Уверенность моя основана на его рассказах о ней и, главное, на том, как он говорил о ней. Не только его голос, но даже выражение его лица менялось, когда он произносил ее имя. Я постоянно расспрашивала Гумилева об Ахматовой и задавала ему самые нелепые вопросы, вроде: любила ли она халву? Как она причесывалась еще гимназисткой? Хорошо ли она танцевала? Была ли у нее собственная собака? И даже: что вы подарили ей на Рождество в первый год свадьбы?

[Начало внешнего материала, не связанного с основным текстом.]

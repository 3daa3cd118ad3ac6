//! # Telemetry Request
//!
//! A submission as handed to the validator: an optional body plus an
//! optional request identifier used only as log context. The body is a
//! tagged value, so reading it as text or bytes is an explicit accessor call
//! rather than a cast on an untyped map entry.

/// Raw submission body.
#[derive(Debug, Clone, PartialEq, Eq)]
pub enum RequestBody {
    /// Body supplied as UTF-8 text (JSON mode).
    Text(String),
    /// Body supplied as raw bytes (binary mode).
    Bytes(Vec<u8>),
}

impl RequestBody {
    /// Length of the body in bytes.
    pub fn len(&self) -> usize {
        match self {
            Self::Text(s) => s.len(),
            Self::Bytes(b) => b.len(),
        }
    }

    /// Returns true if the body holds zero bytes.
    pub fn is_empty(&self) -> bool {
        self.len() == 0
    }
}

/// A telemetry submission. Caller-owned, read-only to the validator.
#[derive(Debug, Clone, Default, PartialEq, Eq)]
pub struct TelemetryRequest {
    id: Option<String>,
    body: Option<RequestBody>,
}

impl TelemetryRequest {
    /// A request with no body.
    pub fn empty() -> Self {
        Self::default()
    }

    /// A request whose body is JSON text.
    pub fn from_text(text: impl Into<String>) -> Self {
        Self {
            id: None,
            body: Some(RequestBody::Text(text.into())),
        }
    }

    /// A request whose body is raw bytes.
    pub fn from_bytes(bytes: impl Into<Vec<u8>>) -> Self {
        Self {
            id: None,
            body: Some(RequestBody::Bytes(bytes.into())),
        }
    }

    /// Attach a request identifier for log correlation.
    pub fn with_id(mut self, id: impl Into<String>) -> Self {
        self.id = Some(id.into());
        self
    }

    /// Request identifier, if one was attached.
    pub fn id(&self) -> Option<&str> {
        self.id.as_deref()
    }

    /// The tagged body, if any.
    pub fn body(&self) -> Option<&RequestBody> {
        self.body.as_ref()
    }

    /// The body as text. `None` when absent or supplied as bytes.
    pub fn body_text(&self) -> Option<&str> {
        match &self.body {
            Some(RequestBody::Text(s)) => Some(s.as_str()),
            _ => None,
        }
    }

    /// The body as bytes. `None` when absent or supplied as text.
    pub fn body_bytes(&self) -> Option<&[u8]> {
        match &self.body {
            Some(RequestBody::Bytes(b)) => Some(b.as_slice()),
            _ => None,
        }
    }
}
use k256::{
    ecdsa::{RecoveryId, Signature, VerifyingKey},
    elliptic_curve::sec1::ToEncodedPoint,
};
use sha3::{Digest, Keccak256};

use crate::GuardianAddress;

impl From<&VerifyingKey> for GuardianAddress {
    fn from(key: &VerifyingKey) -> Self {
        let point = key.to_encoded_point(false);

        // Skip the 0x04 SEC1 tag, the address is the tail of the hash of x || y.
        let hash = Keccak256::digest(&point.as_bytes()[1..]);
        let mut addr = [0u8; 20];
        addr.copy_from_slice(&hash[12..]);
        GuardianAddress(addr)
    }
}

/// Recovers the address of the guardian that produced `signature` over `prehash`.
///
/// Signatures have the following byte layout:
/// ```markdown
/// 0  .. 64: Signature   (ECDSA r || s)
/// 64 .. 65: Recovery ID (ECDSA)
/// ```
///
/// `prehash` is handed to the curve as is. For VAAs this is the secp256k hash of the body, see
/// [`Digest`](crate::vaa::Digest).
pub fn recover_address(
    prehash: &[u8; 32],
    signature: &[u8; 65],
) -> Result<GuardianAddress, k256::ecdsa::Error> {
    let sig = Signature::from_slice(&signature[..64])?;
    let id = RecoveryId::from_byte(signature[64]).ok_or_else(k256::ecdsa::Error::new)?;
    let key = VerifyingKey::recover_from_prehash(prehash, &sig, id)?;

    Ok(GuardianAddress::from(&key))
}
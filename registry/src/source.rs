use async_trait::async_trait;
use guardian_core::GuardianSet;
use serde::{Deserialize, Serialize};
use thiserror::Error;

mod manual;
mod onchain;
mod persisted;

pub use {manual::ManualSource, onchain::OnChainSource, persisted::PersistedSource};

/// A guardian set together with the unix time (in seconds) after which it stops being valid.
#[derive(Serialize, Deserialize, Debug, Clone, PartialEq, Eq)]
pub struct GuardianSetEntry {
    pub set: GuardianSet,
    pub expiration: Option<u64>,
}

impl GuardianSetEntry {
    pub fn new(set: GuardianSet, expiration: Option<u64>) -> Self {
        GuardianSetEntry { set, expiration }
    }

    pub fn index(&self) -> u32 {
        self.set.index()
    }
}

#[derive(Debug, Error)]
pub enum SourceError {
    #[error("no guardian sets present")]
    NotFound,
    #[error("guardian set source unavailable")]
    Unavailable(#[source] anyhow::Error),
}

/// Somewhere guardian sets can be looked up by index.
///
/// A set that the source simply does not have is `Ok(None)`. Errors are reserved for sources
/// that hold nothing at all ([`SourceError::NotFound`]) or cannot be queried.
#[async_trait]
pub trait GuardianSetSource: Send + Sync {
    /// Highest guardian set index this source knows about.
    async fn current_index(&self) -> Result<u32, SourceError>;

    async fn get(&self, index: u32) -> Result<Option<GuardianSetEntry>, SourceError>;
}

Он смеялся над моим неугомонным любопытством, но охотно отвечал, «погружался в прошлое». А о том, что он подарил Ахматовой на Рождество в первый год, рассказал даже очень подробно:

– Я купил у Александра на Невском большую коробку, обтянутую материей в цветы, и наполнил ее доверху, положил в нее шесть пар шелковых чулок, флакон духов «Коти», два фунта шоколада Крафта, черепаховый гребень с шишками – я знал, что она о нем давно мечтает – и томик «Les amours jaunes»[47] Тристана Корбьера.

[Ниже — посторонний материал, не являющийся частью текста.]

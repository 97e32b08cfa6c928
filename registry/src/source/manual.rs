use std::collections::BTreeMap;

use async_trait::async_trait;
use guardian_core::GuardianSetError;

use crate::{GuardianSetEntry, GuardianSetSource, Network, SourceError};

/// Guardian sets fixed at build time. Entries here take precedence over every other source.
#[derive(Debug, Default, Clone)]
pub struct ManualSource {
    sets: BTreeMap<u32, GuardianSetEntry>,
}

impl ManualSource {
    /// Later entries replace earlier ones with the same index.
    pub fn new(entries: impl IntoIterator<Item = GuardianSetEntry>) -> Self {
        ManualSource {
            sets: entries.into_iter().map(|e| (e.index(), e)).collect(),
        }
    }

    pub fn for_network(network: Network) -> Result<Self, GuardianSetError> {
        network.guardian_sets().map(Self::new)
    }

    pub fn lookup(&self, index: u32) -> Option<&GuardianSetEntry> {
        self.sets.get(&index)
    }

    pub fn len(&self) -> usize {
        self.sets.len()
    }

    pub fn is_empty(&self) -> bool {
        self.sets.is_empty()
    }
}

#[async_trait]
impl GuardianSetSource for ManualSource {
    async fn current_index(&self) -> Result<u32, SourceError> {
        self.sets
            .keys()
            .next_back()
            .copied()
            .ok_or(SourceError::NotFound)
    }

    async fn get(&self, index: u32) -> Result<Option<GuardianSetEntry>, SourceError> {
        Ok(self.lookup(index).cloned())
    }
}
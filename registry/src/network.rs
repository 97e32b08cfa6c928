use std::{fmt, str::FromStr};

use guardian_core::{GuardianAddress, GuardianSet, GuardianSetError};
use hex_literal::hex;
use serde::{Deserialize, Serialize};
use thiserror::Error;

use crate::GuardianSetEntry;

/// The Wormhole deployment a node is attached to. Selects the compiled-in guardian sets.
#[derive(Serialize, Deserialize, Debug, Clone, Copy, PartialEq, Eq, Hash)]
#[serde(rename_all = "lowercase")]
pub enum Network {
    Mainnet,
    Testnet,
    Devnet,
}

#[derive(Debug, Error, PartialEq, Eq)]
#[error("unknown network {0:?}, expected one of mainnet, testnet, devnet")]
pub struct InvalidNetwork(String);

impl FromStr for Network {
    type Err = InvalidNetwork;

    fn from_str(s: &str) -> Result<Self, Self::Err> {
        match s.to_ascii_lowercase().as_str() {
            "mainnet" => Ok(Network::Mainnet),
            "testnet" => Ok(Network::Testnet),
            "devnet" => Ok(Network::Devnet),
            _ => Err(InvalidNetwork(s.into())),
        }
    }
}

impl fmt::Display for Network {
    fn fmt(&self, f: &mut fmt::Formatter<'_>) -> fmt::Result {
        f.write_str(match self {
            Network::Mainnet => "mainnet",
            Network::Testnet => "testnet",
            Network::Devnet => "devnet",
        })
    }
}

struct Table {
    index: u32,
    keys: &'static [[u8; 20]],
    expiration: Option<u64>,
}

const MAINNET: &[Table] = &[
    Table {
        index: 0,
        keys: &[hex!("58cc3ae5c097b213ce3c81979e1b9f9570746aa5")],
        expiration: None,
    },
    Table {
        index: 1,
        keys: &[
            hex!("58cc3ae5c097b213ce3c81979e1b9f9570746aa5"),
            hex!("ff6cb952589bde862c25ef4392132fb9d4a42157"),
            hex!("114de8460193bdf3a2fcf81f86a09765f4762fd1"),
            hex!("107a0086b32d7a0977926a205131d8731d39cbeb"),
            hex!("8c82b2fd82faed2711d59af0f2499d16e726f6b2"),
            hex!("11b39756c042441be6d8650b69b54ebe715e2343"),
            hex!("54ce5b4d348fb74b958e8966e2ec3dbd4958a7cd"),
            hex!("eb5f7389fa26941519f0863349c223b73a6ddee7"),
            hex!("74a3bf913953d695260d88bc1aa25a4eee363ef0"),
            hex!("000ac0076727b35fbea2dac28fee5ccb0fea768e"),
            hex!("af45ced136b9d9e24903464ae889f5c8a723fc14"),
            hex!("f93124b7c738843cbb89e864c862c38cddcccf95"),
            hex!("d2cc37a4dc036a8d232b48f62cdd4731412f4890"),
            hex!("da798f6896a3331f64b48c12d1d57fd9cbe70811"),
            hex!("71aa1be1d36cafe3867910f99c09e347899c19c3"),
            hex!("8192b6e7387ccd768277c17dab1b7a5027c0b3cf"),
            hex!("178e21ad2e77ae06711549cfbb1f9c7a9d8096e8"),
            hex!("5e1487f35515d02a92753504a8d75471b9f49edb"),
            hex!("6fbebc898f403e4773e95feb15e80c9a99c8348d"),
        ],
        expiration: None,
    },
];

const TESTNET: &[Table] = &[Table {
    index: 0,
    keys: &[hex!("13947bd48b18e53fdaeee77f3473391ac727c638")],
    expiration: None,
}];

// The single guardian every local devnet starts with.
const DEVNET: &[Table] = &[Table {
    index: 0,
    keys: &[hex!("befa429d57cd18b7f8a4d91a2da9ab4af05d0fbe")],
    expiration: None,
}];

impl Network {
    /// The guardian sets known ahead of time for this network, ordered by index.
    pub fn guardian_sets(&self) -> Result<Vec<GuardianSetEntry>, GuardianSetError> {
        let table = match self {
            Network::Mainnet => MAINNET,
            Network::Testnet => TESTNET,
            Network::Devnet => DEVNET,
        };

        table
            .iter()
            .map(|t| {
                let keys = t.keys.iter().copied().map(GuardianAddress).collect();
                Ok(GuardianSetEntry {
                    set: GuardianSet::new(t.index, keys)?,
                    expiration: t.expiration,
                })
            })
            .collect()
    }
}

Как она обрадовалась! Она прыгала по комнате от радости. Ведь у нее в семье ее не особенно-то баловали.

Когда я женился на Анне Андреевне, – (он почти всегда называл Ахматову Анна Андреевна, а не Аня), – я выдал ей личный вид на жительство и положил в банк на ее имя две тысячи рублей, – продолжает он с плохо скрытым сознанием своего великодушия. – Я хотел, чтобы она чувствовала себя независимой и вполне обеспеченной.

Он подробно описывает мне их свадебное путешествие, все, что они видели и где побывали.

– Возвращаясь из Парижа домой, мы встретились с Маковским, с papa Makó, как мы все его называли, в wagon-lits[48]. Я вошел в купе, а Анна Андреевна осталась с papa Makó в коридоре, и тот, обменявшись с ней впечатлениями о художественной жизни Парижа, вдруг задал ей ошеломивший ее вопрос: «А как вам нравятся супружеские отношения? Вполне ли вы удовлетворены ими?» На что она, ничего не ответив, ушла в наше купе и даже мне об этом рассказала только через несколько дней. И долгое время избегала оставаться с ним с глазу на глаз.

Но я снова спрашиваю, была ли у нее в Царском собственная собака?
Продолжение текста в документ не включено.